Open-Air-Altar ist besondere Attraktion Geistige Stärkung für unterwegs am Altar in Beeden

Beeden · Die hintere Kirchhofstraße in Beeden ist auch in Zeiten der Corona-Pandemie hoch frequentiert. Die einen besuchen ihre Verstorbenen auf dem Friedhof und wässern in Zeiten der Trockenheit die Pflanzen auf den Gräbern.

 Ingeborg und Dieter Oberkircher an ihrem Hofaltar in Beeden.

Ingeborg und Dieter Oberkircher an ihrem Hofaltar in Beeden.

Foto: Cordula von Waldow

Die anderen erholen und stärken sich auf dem dort beginnenden Bliesgau-Rad- und Wanderweg in Mutter Natur.

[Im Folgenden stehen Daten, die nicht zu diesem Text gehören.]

// SPDX-License-Identifier: Apache-2.0
// Copyright Open Network Fabric Authors

//! Entity names and tag selectors.
//!
//! Every name the workflows create or look up derives from a node or
//! router name through these functions, and every tag-based lookup
//! uses one of these selectors. Port names encode direction: `rtos-`
//! and `stor-` pair a router with a node switch, `rtoj-` and `jtor-`
//! pair it with the join switch, `rtoe-` and `etor-` with an external
//! switch.

/// Tag marking the one cluster-wide distributed router.
pub const TAG_CLUSTER_ROUTER: &str = "external_ids:cluster-router";

/// Tag of the cluster-wide east-west TCP load balancer.
pub const TAG_LB_TCP: &str = "external_ids:cluster-lb-tcp";

/// Tag of the cluster-wide east-west UDP load balancer.
pub const TAG_LB_UDP: &str = "external_ids:cluster-lb-udp";

/// Tag on every router port attached to the join switch; its networks
/// column is what the join-address scan reads.
pub const TAG_CONNECT_TO_JOIN: &str = "external_ids:connect-to-join";

/// Tag recording a gateway router's address on the physical network.
pub const TAG_PHYSICAL_IP: &str = "external_ids:physical-ip";

/// Tag recording whether a gateway router was the first one bound to
/// a chassis. Metadata only.
pub const TAG_FIRST_GATEWAY: &str = "external_ids:first-gateway";

/// Tag on the router port carrying a gateway's physical address.
pub const TAG_GATEWAY_PHYSICAL_IP: &str = "external_ids:gateway-physical-ip";

/// Name of the switch interconnecting the distributed router with the
/// gateway routers.
pub const JOIN_SWITCH: &str = "join";

/// The gateway router of a node.
#[must_use]
pub fn gateway_router(node: &str) -> String {
    format!("GR_{node}")
}

/// The external switch of a gateway node.
#[must_use]
pub fn external_switch(node: &str) -> String {
    format!("ext_{node}")
}

/// The host-facing management port of a node.
#[must_use]
pub fn mgmt_port(node: &str) -> String {
    format!("k8s-{node}")
}

/// Router side of the router / node-switch pair.
#[must_use]
pub fn rtos(node: &str) -> String {
    format!("rtos-{node}")
}

/// Switch side of the router / node-switch pair.
#[must_use]
pub fn stor(node: &str) -> String {
    format!("stor-{node}")
}

/// Router side of the router / join-switch pair.
#[must_use]
pub fn rtoj(router: &str) -> String {
    format!("rtoj-{router}")
}

/// Join-switch side of the router / join-switch pair.
#[must_use]
pub fn jtor(router: &str) -> String {
    format!("jtor-{router}")
}

/// Router side of the router / external-switch pair.
#[must_use]
pub fn rtoe(router: &str) -> String {
    format!("rtoe-{router}")
}

/// External-switch side of the router / external-switch pair.
#[must_use]
pub fn etor(router: &str) -> String {
    format!("etor-{router}")
}

/// The learning port binding a physical interface or provider bridge
/// into a gateway's external switch.
#[must_use]
pub fn external_port(interface: &str, node: &str) -> String {
    format!("{interface}_{node}")
}

/// Tag scoping a north-south load balancer to one gateway router.
#[must_use]
pub fn gateway_lb_tag(protocol: &str) -> String {
    format!("external_ids:{protocol}-lb-gateway-router")
}
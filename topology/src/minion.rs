// SPDX-License-Identifier: Apache-2.0
// Copyright Open Network Fabric Authors

//! Minion workflow: CNI integration plus the node's management port.

use crate::{mgmt_port, TopologyError};
use config::ClusterConfig;
use ipnet::Ipv4Net;
use nb::{Nb, NbTransport};
use netcfg::cni::{self, NetConf};
use netcfg::LocalNetConfigurator;
use std::path::PathBuf;
use tracing::info;

/// Where the CNI plugin and its descriptor should land on this node.
#[derive(Debug, Clone)]
pub struct CniInstall {
    /// Plugin binary to link from.
    pub plugin_source: PathBuf,
    /// Directory the plugin is linked into.
    pub plugin_dir: PathBuf,
    /// Directory the network descriptor is written into.
    pub conf_dir: PathBuf,
}

/// One-shot minion initialization.
#[derive(Debug)]
pub struct MinionInit<'a, T, C: ?Sized> {
    nb: &'a Nb<T>,
    netcfg: &'a C,
    cluster: &'a ClusterConfig,
    node_subnet: Ipv4Net,
    cni: Option<CniInstall>,
}

impl<'a, T, C> MinionInit<'a, T, C>
where
    T: NbTransport,
    C: LocalNetConfigurator + ?Sized,
{
    /// Workflow over the given collaborators.
    #[must_use]
    pub fn new(
        nb: &'a Nb<T>,
        netcfg: &'a C,
        cluster: &'a ClusterConfig,
        node_subnet: Ipv4Net,
        cni: Option<CniInstall>,
    ) -> Self {
        MinionInit {
            nb,
            netcfg,
            cluster,
            node_subnet,
            cni,
        }
    }

    /// Run the workflow to completion or first failure.
    pub fn run(&self) -> Result<(), TopologyError> {
        if let Some(install) = &self.cni {
            cni::install_plugin(&install.plugin_source, &install.plugin_dir)?;
            let conf = NetConf::for_node(&self.cluster.integration_bridge, self.node_subnet);
            cni::write_netconf(&install.conf_dir, &conf)?;
        }
        mgmt_port::provision(self.nb, self.netcfg, self.cluster, self.node_subnet)?;
        info!("minion topology for {} complete", self.cluster.node_name);
        Ok(())
    }
}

Sie alle jedoch passieren das Haus der Familie Oberkircher in der Kirchhofstraße 19.

Seit im Rahmen der Corona-Schutzmaßnahmen das Sozialleben zurückgefahren, die Gottesdienste verboten wurden, sorgt das Ehepaar Ingeborg und Dieter Oberkircher in seiner Hofeinfahrt, gegenüber dem Kirchhof, für ein christliches Erlebnis und das Gefühl des „Umsorgt-Seins“. Jeden Sonntag von 9 bis 21 Uhr ist dort ein „Altar“ aufgebaut. Der liebevoll geschmückte Tisch mit dem von der roten Herzchenkette umrankten Kreuz vermittelt jede Woche den Inhalt der Tagespredigt aus der Perikopen-Ordnung. Christliche, nachdenkliche Texte, Psalmen, Gedichte, die die pensionierte Deutsch- und Religionslehrerin im Zweibrücker Hofenfels-Gymnasium als erfahrene Predigerin verfasst hat, sollen dabei die Herzen der Passanten berühren. Viele bleiben stehen, verinnerlichen die Texte und greifen gerne zu den kleinen Geschenken, die Ingeborg Oberkircher jede Woche dazu legt. Am Palmsonntag waren es Muscheln, die das mittlerweile betagte Ehepaar bei seinem Nordseeurlaub in Sankt Peter-Ording persönlich bei zahlreichen Strandgängen gesammelt und seitdem aufbewahrt hat. Zu Ostern warteten Teelichter darauf, das (individuelle) Licht in die Welt zu tragen. Eine Woche später erinnerten ebenfalls selbst gesammelte Walnüsse daran, dass wir alle mit Corona die eine oder andere harte Nuss zu knacken haben. Rund 30 der kleinen Geschenke haben bis zum Abend die Besitzer gewechselt. Ein Zeichen dafür, dass der „Corona-Altar“ gut angenommen wird. Nur eine persönliche Begegnung wäre noch schöner. Doch das rührige Ehepaar freut sich, auf diese Art die frohe Botschaft zu verkünden und die aktuelle Zeit der Einschränkungen und Einsamkeit für viele zu erleichtern, wie es erzählt. Handgeschriebene Tages-Psalmen und Gedanken dazu zeugen von ebenso großem Engagement, wie liebevoll bepflanzte Schalen, Schafe und Hirte, wie die zuckerfreien Kräuterbonbons als „Erquickung auf grüner Au“ für den Sonntag. Diese Wochenende, zu Jubilate, geht es um die Schöpfung. Der Jubel wird sich, neben Blumen und anderen Zeugnissen von Gottes herrlichem Wirken auf der Erde, auch in Form von einem Lied-Notenblatt widerspiegeln.

Zu den „Stammkunden“ gehört Andy Gruß. Mit seinem Mischlingshund Maurice kommt der Beeder täglich bei Oberkirchers vorbei, auf dem Weg zur „Gassi-Runde“ über den Bliestalweg und rund ums Biosphärenreservat. Wenngleich sich der Rentner nicht zu den treuen Kirchengängern zählt, liest er doch jeden Sonntag die „frohe Botschaft“ von Ingeborg Oberkircher. „Ich habe auch schon Walnüsse mitgenommen, und Muscheln“, berichtet er und greift lieber in dieses Körbchen, als zu den Bonbons. Bis wieder Gottesdienste stattfinden dürfen, wollen der ehemalige Zweibrücker Dekan und seine Frau das geistliche Angebot in der Hofeinfahrt aufrecht erhalten. „Die Leute kommen nacheinander vorbei, da gibt es keine Ansammlung“, wissen beide aus Erfahrung. Dafür Mut und Stärkung in dieser anspruchsvollen Zeit.

Der Altar der Familie Oberkircher ist zu finden in der Kirchhofstraße 19 im Homburger Stadtteil Beeden, und zwar an jedem Sonntag von 9  bis  21 Uhr, so auch an diesem Sonntag, 3. Mai.